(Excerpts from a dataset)

_ _ _ _ _ _ _

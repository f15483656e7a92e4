use actix_web::{web, HttpResponse};
use chrono::{DateTime, Utc};
use serde::{Deserialize, Serialize};
use serde_json::Value;
use utoipa::ToSchema;

use crate::domain::patient::Patient;
use crate::errors::AppError;

use super::{fields, AppState, MessageResponse};

#[derive(Debug, Deserialize, ToSchema)]
#[serde(rename_all = "camelCase")]
pub struct AddPatientRequest {
    #[schema(value_type = String, example = "P-001")]
    pub patient_id: Option<Value>,
    #[schema(value_type = String, example = "Mwila Banda")]
    pub name: Option<Value>,
    #[schema(value_type = Option<String>)]
    pub phone: Option<Value>,
    #[schema(value_type = Option<String>)]
    pub address: Option<Value>,
}

#[derive(Debug, Serialize, ToSchema)]
#[serde(rename_all = "camelCase")]
pub struct PatientResponse {
    pub patient_id: String,
    pub name: String,
    pub phone: Option<String>,
    pub address: Option<String>,
    pub created_at: DateTime<Utc>,
}

impl From<Patient> for PatientResponse {
    fn from(p: Patient) -> Self {
        Self {
            patient_id: p.patient_id,
            name: p.name,
            phone: p.phone,
            address: p.address,
            created_at: p.created_at,
        }
    }
}

#[derive(Debug, Serialize, ToSchema)]
pub struct PatientListResponse {
    pub patients: Vec<PatientResponse>,
}

#[derive(Debug, Serialize, ToSchema)]
pub struct GetPatientResponse {
    pub success: bool,
    pub patient: PatientResponse,
}

/// POST /addPatient
#[utoipa::path(
    post,
    path = "/addPatient",
    request_body = AddPatientRequest,
    responses(
        (status = 200, description = "Patient registered", body = MessageResponse),
        (status = 400, description = "Missing field", body = MessageResponse),
        (status = 409, description = "Patient id already registered", body = MessageResponse),
        (status = 500, description = "Internal server error", body = MessageResponse),
    ),
    tag = "patients"
)]
pub async fn add_patient(
    state: web::Data<AppState>,
    body: web::Json<AddPatientRequest>,
) -> Result<HttpResponse, AppError> {
    let body = body.into_inner();
    fields::require_all(&[body.patient_id.as_ref(), body.name.as_ref()])?;
    let patient_id = fields::text(body.patient_id.as_ref(), "patientId")?;
    let name = fields::text(body.name.as_ref(), "name")?;
    let phone = fields::optional_text(body.phone.as_ref());
    let address = fields::optional_text(body.address.as_ref());

    let patient = web::block(move || {
        state.patients.register_patient(
            &patient_id,
            &name,
            phone.as_deref(),
            address.as_deref(),
        )
    })
    .await??;

    Ok(HttpResponse::Ok().json(MessageResponse {
        success: true,
        message: format!("Patient {} registered successfully", patient.patient_id),
    }))
}

/// GET /getPatients
#[utoipa::path(
    get,
    path = "/getPatients",
    responses(
        (status = 200, description = "Registered patients ordered by name", body = PatientListResponse),
        (status = 500, description = "Internal server error", body = MessageResponse),
    ),
    tag = "patients"
)]
pub async fn get_patients(state: web::Data<AppState>) -> Result<HttpResponse, AppError> {
    let patients = web::block(move || state.patients.list_patients()).await??;

    Ok(HttpResponse::Ok().json(PatientListResponse {
        patients: patients.into_iter().map(Into::into).collect(),
    }))
}

/// GET /getPatient/{id}
#[utoipa::path(
    get,
    path = "/getPatient/{id}",
    params(
        ("id" = String, Path, description = "Patient id"),
    ),
    responses(
        (status = 200, description = "Patient found", body = GetPatientResponse),
        (status = 404, description = "Patient not found", body = MessageResponse),
        (status = 500, description = "Internal server error", body = MessageResponse),
    ),
    tag = "patients"
)]
pub async fn get_patient(
    state: web::Data<AppState>,
    path: web::Path<String>,
) -> Result<HttpResponse, AppError> {
    let patient_id = path.into_inner();

    let patient = web::block(move || state.patients.get_patient(&patient_id)).await??;

    Ok(HttpResponse::Ok().json(GetPatientResponse {
        success: true,
        patient: patient.into(),
    }))
}
//! Decoding of loosely typed form fields. The browser sends `drugId` as a
//! string and numbers as numbers, so numeric fields accept either.

use std::str::FromStr;

use bigdecimal::BigDecimal;
use chrono::NaiveDate;
use serde_json::Value;

use crate::domain::errors::DomainError;

pub const MISSING_FIELDS: &str = "All fields are required";

/// Absent, `null` and blank strings count as missing; `0` does not.
fn present(value: Option<&Value>) -> Option<&Value> {
    match value {
        None | Some(Value::Null) => None,
        Some(Value::String(s)) if s.trim().is_empty() => None,
        Some(v) => Some(v),
    }
}

pub fn require_all(values: &[Option<&Value>]) -> Result<(), DomainError> {
    if values.iter().all(|v| present(*v).is_some()) {
        Ok(())
    } else {
        Err(DomainError::validation(MISSING_FIELDS))
    }
}

fn invalid(field: &str) -> DomainError {
    DomainError::Validation(format!("Invalid value for {}", field))
}

pub fn text(value: Option<&Value>, field: &str) -> Result<String, DomainError> {
    match present(value) {
        Some(Value::String(s)) => Ok(s.trim().to_string()),
        Some(Value::Number(n)) => Ok(n.to_string()),
        Some(_) => Err(invalid(field)),
        None => Err(DomainError::validation(MISSING_FIELDS)),
    }
}

pub fn optional_text(value: Option<&Value>) -> Option<String> {
    match present(value) {
        Some(Value::String(s)) => Some(s.trim().to_string()),
        Some(Value::Number(n)) => Some(n.to_string()),
        _ => None,
    }
}

pub fn int32(value: Option<&Value>, field: &str) -> Result<i32, DomainError> {
    let n = match present(value) {
        Some(Value::Number(n)) => n.as_i64().ok_or_else(|| invalid(field))?,
        Some(Value::String(s)) => s.trim().parse::<i64>().map_err(|_| invalid(field))?,
        Some(_) => return Err(invalid(field)),
        None => return Err(DomainError::validation(MISSING_FIELDS)),
    };
    i32::try_from(n).map_err(|_| DomainError::Validation(format!("{} is out of range", field)))
}

pub fn decimal(value: Option<&Value>, field: &str) -> Result<BigDecimal, DomainError> {
    let raw = match present(value) {
        Some(Value::Number(n)) => n.to_string(),
        Some(Value::String(s)) => s.trim().to_string(),
        Some(_) => return Err(invalid(field)),
        None => return Err(DomainError::validation(MISSING_FIELDS)),
    };
    BigDecimal::from_str(&raw).map_err(|_| invalid(field))
}

pub fn date(value: Option<&Value>, field: &str) -> Result<NaiveDate, DomainError> {
    match present(value) {
        Some(Value::String(s)) => NaiveDate::parse_from_str(s.trim(), "%Y-%m-%d").map_err(|_| {
            DomainError::Validation(format!("Invalid date '{}', expected YYYY-MM-DD", s.trim()))
        }),
        Some(_) => Err(invalid(field)),
        None => Err(DomainError::validation(MISSING_FIELDS)),
    }
}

_ _ _ _ _ _ _

(Work request): From the data, collect all lines where the string "errors" appears.

(Solution to this problem):
use crate::errors::AppError;
use crate::domain::errors::DomainError;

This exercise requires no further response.